* _Record extracts_
________________________

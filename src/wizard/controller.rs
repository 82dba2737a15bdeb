use crate::draft::DraftUpdate;
use crate::generation::GenerationClient;

use super::{GenerationKind, Step, Trigger, WizardState};

/// Owns the wizard state and the generation client, and runs the step's
/// generation call on entry.
pub struct WizardController {
    state: WizardState,
    client: GenerationClient,
}

impl WizardController {
    pub fn new(client: GenerationClient) -> Self {
        Self { state: WizardState::new(), client }
    }

    pub fn state(&self) -> &WizardState {
        &self.state
    }

    pub fn step(&self) -> Step {
        self.state.step()
    }

    pub fn update_draft(&mut self, update: DraftUpdate) {
        self.transition(|s| s.update_draft(update));
    }

    /// Advances when the step's precondition holds, then makes sure the new
    /// step has its result. Returns whether the step changed.
    pub async fn next(&mut self) -> bool {
        let before = self.state.step();
        self.transition(WizardState::next);
        let moved = self.state.step() != before;
        if moved {
            self.ensure_result().await;
        }
        moved
    }

    pub async fn back(&mut self) -> bool {
        let before = self.state.step();
        self.transition(WizardState::back);
        let moved = self.state.step() != before;
        if moved {
            self.ensure_result().await;
        }
        moved
    }

    pub fn start_over(&mut self) {
        self.transition(WizardState::start_over);
    }

    pub fn edit_final_prompt(&mut self, text: String) {
        self.transition(|s| s.edit_final_prompt(text));
    }

    /// Runs the current step's generation call if its result is missing and
    /// nothing is loading or failed. Idempotent.
    pub async fn ensure_result(&mut self) {
        self.run(Trigger::Ensure).await;
    }

    /// Clears the current step's error and runs its generation call again.
    pub async fn retry(&mut self) {
        self.run(Trigger::Retry).await;
    }

    async fn run(&mut self, trigger: Trigger) {
        let Some(kind) = self.state.step().generation() else {
            return;
        };
        let (state, ticket) = std::mem::take(&mut self.state).begin_generation(kind, trigger);
        self.state = state;
        let Some(ticket) = ticket else {
            return;
        };

        let draft = self.state.draft();
        let outcome = match kind {
            GenerationKind::Diagnose => self.client.diagnose(draft).await,
            GenerationKind::Develop => {
                let improvements = self.state.improvements().unwrap_or_default();
                self.client.develop(draft, improvements).await
            }
        };
        self.transition(|s| s.complete_generation(ticket, outcome));
    }

    fn transition(&mut self, f: impl FnOnce(WizardState) -> WizardState) {
        let state = std::mem::take(&mut self.state);
        self.state = f(state);
    }
}

#[cfg(test)]
mod tests {
    use super::*;
    use crate::generation::{DEVELOP_FAILED, DIAGNOSE_FAILED};
    use crate::provider::scripted::ScriptedProvider;
    use std::sync::Arc;

    fn controller(provider: &Arc<ScriptedProvider>) -> WizardController {
        let mut c = WizardController::new(GenerationClient::new(provider.clone()));
        c.update_draft(DraftUpdate {
            core_task: Some("Summarize an article".into()),
            output: Some("3 bullet points".into()),
            ..Default::default()
        });
        c
    }

    #[tokio::test]
    async fn blank_draft_does_not_advance_or_call() {
        let provider = ScriptedProvider::new().shared();
        let mut c = WizardController::new(GenerationClient::new(provider.clone()));
        assert!(!c.next().await);
        assert_eq!(c.step(), Step::Deconstruct);
        assert_eq!(provider.calls(), 0);
    }

    #[tokio::test]
    async fn entering_diagnose_calls_once() {
        let provider = ScriptedProvider::new().reply("V").shared();
        let mut c = controller(&provider);
        assert!(c.next().await);

        assert_eq!(provider.calls(), 1);
        let s = c.state();
        assert_eq!(s.step(), Step::Diagnose);
        assert!(!s.is_loading());
        assert_eq!(s.error(), None);
        assert_eq!(s.improvements(), Some("V"));

        c.ensure_result().await;
        assert_eq!(provider.calls(), 1);
    }

    #[tokio::test]
    async fn failure_then_retry() {
        let provider = ScriptedProvider::new().fail("quota exceeded").reply("- Add length constraint").shared();
        let mut c = controller(&provider);
        c.next().await;

        let s = c.state();
        assert!(!s.is_loading());
        assert_eq!(s.error(), Some(DIAGNOSE_FAILED));
        assert_eq!(s.improvements(), None);

        assert!(!c.next().await);
        c.ensure_result().await;
        assert_eq!(provider.calls(), 1);

        c.retry().await;
        assert_eq!(provider.calls(), 2);
        assert_eq!(c.state().error(), None);
        assert!(c.next().await);
    }

    #[tokio::test]
    async fn back_then_next_reuses_results() {
        let provider = ScriptedProvider::new()
            .reply("- Add length constraint")
            .reply("**Role**...**Task**...")
            .shared();
        let mut c = controller(&provider);
        c.next().await;
        c.next().await;
        assert_eq!(c.step(), Step::Develop);
        assert_eq!(provider.calls(), 2);

        c.back().await;
        c.next().await;
        c.back().await;
        c.back().await;
        c.next().await;
        c.next().await;
        assert_eq!(c.step(), Step::Develop);
        assert_eq!(provider.calls(), 2);
    }

    #[tokio::test]
    async fn develop_receives_improvements() {
        let provider = ScriptedProvider::new()
            .reply("- Add length constraint")
            .reply("**Role**...**Task**...")
            .shared();
        let mut c = controller(&provider);
        c.next().await;
        c.next().await;
        assert!(provider.instructions()[1].contains("- Add length constraint"));
        assert_eq!(c.state().final_prompt(), Some("**Role**...**Task**..."));

        c.next().await;
        assert_eq!(c.step(), Step::Deliver);
        assert_eq!(c.state().final_prompt(), Some("**Role**...**Task**..."));
    }

    #[tokio::test]
    async fn develop_failure_and_edit() {
        let provider = ScriptedProvider::new()
            .reply("- tip")
            .fail("503")
            .reply("**Role** draft")
            .shared();
        let mut c = controller(&provider);
        c.next().await;
        c.next().await;
        assert_eq!(c.state().error(), Some(DEVELOP_FAILED));
        assert!(!c.next().await);

        c.retry().await;
        c.edit_final_prompt("**Role** edited".into());
        assert_eq!(provider.calls(), 3);
        assert!(c.next().await);
        assert_eq!(c.state().final_prompt(), Some("**Role** edited"));
    }

    #[tokio::test]
    async fn start_over_resets_everything() {
        let provider = ScriptedProvider::new().reply("- tip").fail("down").shared();
        let mut c = controller(&provider);
        c.next().await;
        c.next().await;
        c.start_over();
        assert_eq!(c.state(), &WizardState::new());
    }
}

________________________

* _Prompt_
Filter the records for lines holding the string "reply". Copy each one.

* _Solved exercise_
        let provider = ScriptedProvider::new().reply("V").shared();
        let provider = ScriptedProvider::new().fail("quota exceeded").reply("- Add length constraint").shared();
            .reply("- Add length constraint")
            .reply("**Role**...**Task**...")
            .reply("- Add length constraint")
            .reply("**Role**...**Task**...")
            .reply("- tip")
            .reply("**Role** draft")
        let provider = ScriptedProvider::new().reply("- tip").fail("down").shared();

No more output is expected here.